Causes of Low Vision
Some of the most common visual impairments that can cause low vision include the following:
- Age-Related Macular Degeneration (AMD/ARMD): AMD is a leading cause of vision loss among Americans over age 60. It accounts for nearly half of all low vision cases. It is caused when the part of the eye responsible for sharp, straight-on vision – the macula – breaks down and causes a loss of central vision. There are two types of AMD, wet and dry. Wet AMD is caused by the growth of abnormal blood vessels under the macula. Central vision loss occurs rapidly with wet AMD. In dry AMD, light-sensitive cells in the macula slowly break down, leading to a gradual loss of central vision.
- Diabetic Retinopathy: According to the National Eye Institute, more than 30 percent of Americans diagnosed with diabetes have some form of diabetic retinopathy. It is a major cause of blindness and is directly related to high blood sugar, which damages blood vessels. That damage affects the retina and can even lead to its detachment.

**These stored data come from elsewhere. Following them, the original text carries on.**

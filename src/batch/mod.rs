//! 批处理编排：逐张状态机 + 归档 + 影子上传

pub mod item;
pub mod pipeline;
pub mod ports;
pub mod source;
pub mod state_machine;

pub use item::BatchItem;
pub use pipeline::{BatchOrchestrator, BatchOutcome, ItemReport};
pub use ports::{
    AutoApprove, CancelToken, LogProgress, ProgressPort, ReviewPort, ReviewRequest,
    ScriptedReview, UserDecision,
};
pub use source::{scan_dir, FileSource, ImageSource, MemorySource};
pub use state_machine::{ItemEvent, ItemState, SkipReason};
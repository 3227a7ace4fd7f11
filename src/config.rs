//! 流水线配置，全部字段可选，缺省值即 strict 工作流

use serde::{Deserialize, Serialize};
use std::fs;
use std::path::Path;

use crate::core::deskew::CropConfig;
use crate::core::detection::{DetectionMode, DetectionProfile};
use crate::core::error::CropError;
use crate::core::export::ExportConfig;

#[derive(Debug, Clone, PartialEq, Serialize, Deserialize)]
#[serde(default)]
pub struct PipelineConfig {
    pub detection: DetectionProfile,
    pub crop: CropConfig,
    pub export: ExportConfig,
    /// 标注中使用的类别编号
    pub class_id: u32,
    /// 每张图片处理完后让出 CPU，方便宿主刷新界面
    pub yield_between_items: bool,
}

impl Default for PipelineConfig {
    fn default() -> Self {
        Self {
            detection: DetectionProfile::strict(),
            crop: CropConfig::default(),
            export: ExportConfig::default(),
            class_id: 0,
            yield_between_items: true,
        }
    }
}

impl PipelineConfig {
    pub fn for_mode(mode: DetectionMode) -> Self {
        Self {
            detection: DetectionProfile::for_mode(mode),
            ..Self::default()
        }
    }

    /// 交互预览：fast 检测，由人工修正
    pub fn interactive() -> Self {
        Self::for_mode(DetectionMode::Fast)
    }

    pub fn from_json_str(json: &str) -> Result<Self, CropError> {
        Ok(serde_json::from_str(json)?)
    }

    pub fn from_json_file(path: impl AsRef<Path>) -> Result<Self, CropError> {
        let text = fs::read_to_string(path)?;
        Self::from_json_str(&text)
    }
}
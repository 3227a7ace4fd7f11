//! 轮廓与矩形几何：面积、外接框、最小面积外接矩形

use serde::{Deserialize, Serialize};

#[derive(Debug, Clone, Copy, PartialEq, Default, Serialize, Deserialize)]
pub struct Point2 {
    pub x: f64,
    pub y: f64,
}

impl Point2 {
    pub fn new(x: f64, y: f64) -> Self {
        Self { x, y }
    }
}

/// 正立外接框 (x, y, w, h)，像素坐标
#[derive(Debug, Clone, Copy, PartialEq, Default, Serialize, Deserialize)]
pub struct AxisBox {
    pub x: f64,
    pub y: f64,
    #[serde(alias = "w")]
    pub width: f64,
    #[serde(alias = "h")]
    pub height: f64,
}

impl AxisBox {
    pub fn new(x: f64, y: f64, width: f64, height: f64) -> Self {
        Self {
            x,
            y,
            width,
            height,
        }
    }

    pub fn center(&self) -> Point2 {
        Point2::new(self.x + self.width / 2.0, self.y + self.height / 2.0)
    }

    /// 以图像中心为中心、占宽高 `ratio` 的默认框
    pub fn centered(image_width: u32, image_height: u32, ratio: f64) -> Self {
        let ratio = ratio.clamp(0.0, 1.0);
        let w = image_width as f64 * ratio;
        let h = image_height as f64 * ratio;
        Self::new(
            (image_width as f64 - w) / 2.0,
            (image_height as f64 - h) / 2.0,
            w,
            h,
        )
    }

    pub fn is_finite(&self) -> bool {
        self.x.is_finite() && self.y.is_finite() && self.width.is_finite() && self.height.is_finite()
    }

    /// 裁剪到图像范围内，返回 (x0, y0, x1, y1)，可能为空区间；含 NaN/∞ 的框一律为空
    pub fn clamped_span(&self, image_width: u32, image_height: u32) -> (f64, f64, f64, f64) {
        if !self.is_finite() {
            return (0.0, 0.0, 0.0, 0.0);
        }
        let w = image_width as f64;
        let h = image_height as f64;
        let x0 = self.x.clamp(0.0, w);
        let y0 = self.y.clamp(0.0, h);
        let x1 = (self.x + self.width).clamp(x0, w);
        let y1 = (self.y + self.height).clamp(y0, h);
        (x0, y0, x1, y1)
    }
}

/// 任意角度矩形，`angle` 为 width 边相对水平方向的角度（度，y 轴向下）
#[derive(Debug, Clone, Copy, PartialEq, Serialize, Deserialize)]
pub struct RotatedRect {
    pub center: Point2,
    pub width: f64,
    pub height: f64,
    pub angle: f64,
}

/// 外边界折线
#[derive(Debug, Clone, PartialEq, Default)]
pub struct Contour {
    pub points: Vec<Point2>,
}

impl Contour {
    pub fn new(points: Vec<Point2>) -> Self {
        Self { points }
    }

    /// 鞋带公式求多边形面积
    pub fn area(&self) -> f64 {
        let n = self.points.len();
        if n < 3 {
            return 0.0;
        }
        let mut area = 0.0;
        for i in 0..n {
            let j = (i + 1) % n;
            area += self.points[i].x * self.points[j].y;
            area -= self.points[j].x * self.points[i].y;
        }
        area.abs() / 2.0
    }

    /// 包含所有边界像素的正立外接框（闭区间，宽 = max - min + 1）
    pub fn bounding_box(&self) -> Option<AxisBox> {
        let first = self.points.first()?;
        let (mut min_x, mut min_y, mut max_x, mut max_y) = (first.x, first.y, first.x, first.y);
        for p in &self.points[1..] {
            min_x = min_x.min(p.x);
            min_y = min_y.min(p.y);
            max_x = max_x.max(p.x);
            max_y = max_y.max(p.y);
        }
        Some(AxisBox::new(
            min_x,
            min_y,
            max_x - min_x + 1.0,
            max_y - min_y + 1.0,
        ))
    }

    /// 旋转卡壳求最小面积外接矩形，角度归一化到 [-90, 0)
    pub fn min_area_rect(&self) -> Option<RotatedRect> {
        let hull = convex_hull(&self.points);
        if hull.is_empty() {
            return None;
        }

        if hull.len() < 3 {
            let bbox = Contour::new(hull).bounding_box()?;
            let w = bbox.width - 1.0;
            let h = bbox.height - 1.0;
            let c = Point2::new(bbox.x + w / 2.0, bbox.y + h / 2.0);
            return Some(normalize_rect(c, w, h, 0.0));
        }

        let n = hull.len();
        let mut best: Option<(f64, RotatedRect)> = None;

        for i in 0..n {
            let a = hull[i];
            let b = hull[(i + 1) % n];
            let ex = b.x - a.x;
            let ey = b.y - a.y;
            let len = (ex * ex + ey * ey).sqrt();
            if len < f64::EPSILON {
                continue;
            }
            let (ux, uy) = (ex / len, ey / len);
            let (vx, vy) = (-uy, ux);

            let mut min_u = f64::MAX;
            let mut max_u = f64::MIN;
            let mut min_v = f64::MAX;
            let mut max_v = f64::MIN;
            for p in &hull {
                let du = (p.x - a.x) * ux + (p.y - a.y) * uy;
                let dv = (p.x - a.x) * vx + (p.y - a.y) * vy;
                min_u = min_u.min(du);
                max_u = max_u.max(du);
                min_v = min_v.min(dv);
                max_v = max_v.max(dv);
            }

            let width = max_u - min_u;
            let height = max_v - min_v;
            let area = width * height;
            if best.as_ref().map_or(true, |(best_area, _)| area < *best_area) {
                let mu = (min_u + max_u) / 2.0;
                let mv = (min_v + max_v) / 2.0;
                let center = Point2::new(a.x + mu * ux + mv * vx, a.y + mu * uy + mv * vy);
                let angle = uy.atan2(ux).to_degrees();
                best = Some((area, normalize_rect(center, width, height, angle)));
            }
        }

        best.map(|(_, rect)| rect)
    }
}

/// 把任意方向角折叠到 [-90, 0)，必要时交换宽高
fn normalize_rect(center: Point2, width: f64, height: f64, angle: f64) -> RotatedRect {
    // 先折叠到 [-90, 90)
    let mut angle = (angle + 90.0).rem_euclid(180.0) - 90.0;
    let (mut width, mut height) = (width, height);
    if angle >= 0.0 {
        angle -= 90.0;
        std::mem::swap(&mut width, &mut height);
    }
    RotatedRect {
        center,
        width,
        height,
        angle,
    }
}

/// Andrew 单调链凸包，逆时针（y 轴向下时视觉上为顺时针）
pub fn convex_hull(points: &[Point2]) -> Vec<Point2> {
    let mut pts: Vec<Point2> = points.to_vec();
    pts.sort_by(|a, b| {
        a.x.partial_cmp(&b.x)
            .unwrap_or(std::cmp::Ordering::Equal)
            .then(a.y.partial_cmp(&b.y).unwrap_or(std::cmp::Ordering::Equal))
    });
    pts.dedup();
    if pts.len() < 3 {
        return pts;
    }

    fn cross(o: Point2, a: Point2, b: Point2) -> f64 {
        (a.x - o.x) * (b.y - o.y) - (a.y - o.y) * (b.x - o.x)
    }

    let mut lower: Vec<Point2> = Vec::with_capacity(pts.len());
    for &p in &pts {
        while lower.len() >= 2 && cross(lower[lower.len() - 2], lower[lower.len() - 1], p) <= 0.0 {
            lower.pop();
        }
        lower.push(p);
    }

    let mut upper: Vec<Point2> = Vec::with_capacity(pts.len());
    for &p in pts.iter().rev() {
        while upper.len() >= 2 && cross(upper[upper.len() - 2], upper[upper.len() - 1], p) <= 0.0 {
            upper.pop();
        }
        upper.push(p);
    }

    lower.pop();
    upper.pop();
    lower.extend(upper);
    lower
}

/// 面积最大的轮廓胜出；面积相同时保留先找到的那个
pub fn largest_by_area(contours: &[Contour]) -> Option<&Contour> {
    let mut best: Option<(&Contour, f64)> = None;
    for contour in contours {
        let area = contour.area();
        match best {
            Some((_, best_area)) if area <= best_area => {}
            _ => best = Some((contour, area)),
        }
    }
    best.map(|(c, _)| c)
}
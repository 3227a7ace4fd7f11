//! 影子上传：原图 + 归一化标注，后台发送，失败只记日志

use log::{debug, info, warn};
use reqwest::blocking::multipart::{Form, Part};
use reqwest::blocking::Client;
use serde::{Deserialize, Serialize};
use crossbeam_channel::{Receiver, Sender};
use std::sync::Mutex;
use std::thread::{self, JoinHandle};
use std::time::Duration;
use thiserror::Error;

use crate::core::image_io;
use crate::core::label::NormalizedLabel;

#[derive(Error, Debug)]
pub enum ExportError {
    #[error("HTTP 请求失败: {0}")]
    Http(#[from] reqwest::Error),
    #[error("采集端返回非 2xx 状态: {0}")]
    Status(u16),
    #[error("上传队列已关闭")]
    QueueClosed,
    #[error("无效的 mime 类型: {0}")]
    Mime(String),
}

#[derive(Debug, Clone, PartialEq, Serialize, Deserialize)]
#[serde(default)]
pub struct ExportConfig {
    /// 采集端地址，None 表示不上传
    pub endpoint: Option<String>,
    pub timeout_secs: u64,
    pub user_agent: String,
}

impl Default for ExportConfig {
    fn default() -> Self {
        Self {
            endpoint: None,
            timeout_secs: 30,
            user_agent: concat!("findcash/", env!("CARGO_PKG_VERSION")).to_string(),
        }
    }
}

/// 一次上传任务，始终携带原始字节而不是裁切结果
#[derive(Debug, Clone, PartialEq)]
pub struct ExportJob {
    pub image: Vec<u8>,
    pub filename: String,
    pub label: NormalizedLabel,
}

/// 编排器只依赖这个能力；实现不得阻塞调用方
pub trait ExportPort: Send + Sync {
    fn send(&self, job: ExportJob);
}

#[derive(Debug, Clone, Copy, Default, PartialEq, Eq)]
pub struct ExportStats {
    pub sent: u64,
    pub failed: u64,
}

/// 采集端回执 `{"success": true, "id": "..."}`
#[derive(Debug, Clone, Deserialize)]
struct CollectorReceipt {
    #[serde(default)]
    success: bool,
    #[serde(default)]
    id: Option<String>,
}

/// 无界队列 + 单个后台线程。没有背压，也不重试
pub struct ShadowExporter {
    sender: Option<Sender<ExportJob>>,
    worker: Option<JoinHandle<ExportStats>>,
}

impl ShadowExporter {
    pub fn spawn(endpoint: impl Into<String>, config: &ExportConfig) -> Result<Self, ExportError> {
        let endpoint = endpoint.into();
        let client = Client::builder()
            .user_agent(config.user_agent.clone())
            .timeout(Duration::from_secs(config.timeout_secs))
            .build()?;

        let (sender, receiver) = crossbeam_channel::unbounded::<ExportJob>();
        let worker = thread::Builder::new()
            .name("shadow-exporter".to_string())
            .spawn(move || run_worker(client, endpoint, receiver))
            .map_err(|_| ExportError::QueueClosed)?;

        info!("📤 ShadowExporter: started");
        Ok(Self {
            sender: Some(sender),
            worker: Some(worker),
        })
    }

    /// 配置了 endpoint 才启动上传线程，否则返回 None
    pub fn from_config(config: &ExportConfig) -> Result<Option<Self>, ExportError> {
        match &config.endpoint {
            Some(endpoint) => Self::spawn(endpoint.clone(), config).map(Some),
            None => {
                debug!("📤 No collector endpoint configured, shadow export disabled");
                Ok(None)
            }
        }
    }

    /// 关闭队列并等待剩余任务发完
    pub fn shutdown(mut self) -> ExportStats {
        drop(self.sender.take());
        let stats = match self.worker.take().map(JoinHandle::join) {
            Some(Ok(stats)) => stats,
            Some(Err(_)) => {
                warn!("⚠️ Export worker panicked");
                ExportStats::default()
            }
            None => ExportStats::default(),
        };
        info!(
            "📤 ShadowExporter: drained, sent={} failed={}",
            stats.sent, stats.failed
        );
        stats
    }
}

impl ExportPort for ShadowExporter {
    fn send(&self, job: ExportJob) {
        let Some(sender) = &self.sender else {
            warn!("⚠️ {}: dropping {}", ExportError::QueueClosed, job.filename);
            return;
        };
        if let Err(err) = sender.send(job) {
            warn!("⚠️ {}: dropping {}", ExportError::QueueClosed, err.0.filename);
        }
    }
}

impl Drop for ShadowExporter {
    fn drop(&mut self) {
        // 未调用 shutdown 时直接分离线程，队列里剩下的任务由它自行发完
        self.sender.take();
        if self.worker.take().is_some() {
            debug!("🗑️ ShadowExporter: worker detached");
        }
    }
}

fn run_worker(client: Client, endpoint: String, receiver: Receiver<ExportJob>) -> ExportStats {
    let mut stats = ExportStats::default();
    for job in receiver {
        let filename = job.filename.clone();
        match upload(&client, &endpoint, job) {
            Ok(Some(receipt)) => {
                stats.sent += 1;
                debug!(
                    "📤 {} uploaded (success={}, id={:?})",
                    filename, receipt.success, receipt.id
                );
            }
            Ok(None) => {
                stats.sent += 1;
                debug!("📤 {} uploaded", filename);
            }
            Err(err) => {
                stats.failed += 1;
                warn!("⚠️ Shadow export of {} failed: {}", filename, err);
            }
        }
    }
    stats
}

fn upload(
    client: &Client,
    endpoint: &str,
    job: ExportJob,
) -> Result<Option<CollectorReceipt>, ExportError> {
    let form = build_form(job)?;
    let response = client.post(endpoint).multipart(form).send()?;
    let status = response.status();
    if !status.is_success() {
        return Err(ExportError::Status(status.as_u16()));
    }
    let body = response.text()?;
    Ok(serde_json::from_str(&body).ok())
}

/// 三个字段：`image`（二进制）、`label`（文本）、`filename`（文本）
fn build_form(job: ExportJob) -> Result<Form, ExportError> {
    let mime = image_io::guess_mime(&job.filename);
    let image = Part::bytes(job.image)
        .file_name(job.filename.clone())
        .mime_str(mime)
        .map_err(|e| ExportError::Mime(e.to_string()))?;
    Ok(Form::new()
        .part("image", image)
        .text("label", job.label.to_string())
        .text("filename", job.filename))
}

/// 什么也不发，只记日志；没有配置采集端时使用
#[derive(Debug, Default)]
pub struct NullExporter;

impl ExportPort for NullExporter {
    fn send(&self, job: ExportJob) {
        debug!("📤 Shadow export disabled, skipping {}", job.filename);
    }
}

/// 记录所有任务的测试替身
#[derive(Debug, Default)]
pub struct RecordingExporter {
    jobs: Mutex<Vec<ExportJob>>,
}

impl RecordingExporter {
    pub fn new() -> Self {
        Self::default()
    }

    pub fn jobs(&self) -> Vec<ExportJob> {
        self.jobs.lock().map(|jobs| jobs.clone()).unwrap_or_default()
    }
}

impl ExportPort for RecordingExporter {
    fn send(&self, job: ExportJob) {
        if let Ok(mut jobs) = self.jobs.lock() {
            jobs.push(job);
        }
    }
}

- Glaucoma: Glaucoma is the second leading cause of blindness. With glaucoma, portions of vision are lost over time, usually with no warning signs or symptoms prior to vision deterioration. For many, a decrease in peripheral vision is the first sign of glaucoma.
- Cataracts: Over 20 million people in the US alone have cataracts according to Prevent Blindness America. It appears as a clouding of the lens of the eye.
- Retinitis Pigmentosa: This is a group of inherited diseases affecting the retina resulting in progressive vision loss. This type of vision impairment often begins in childhood with poor night vision and progresses over time.
There are also many additional causes of low vision, including strokes, TBI (traumatic brain injury) and other diseases common among a wider age range such as Stargardts, albinism, ROP (retinopathy of prematurity), among others.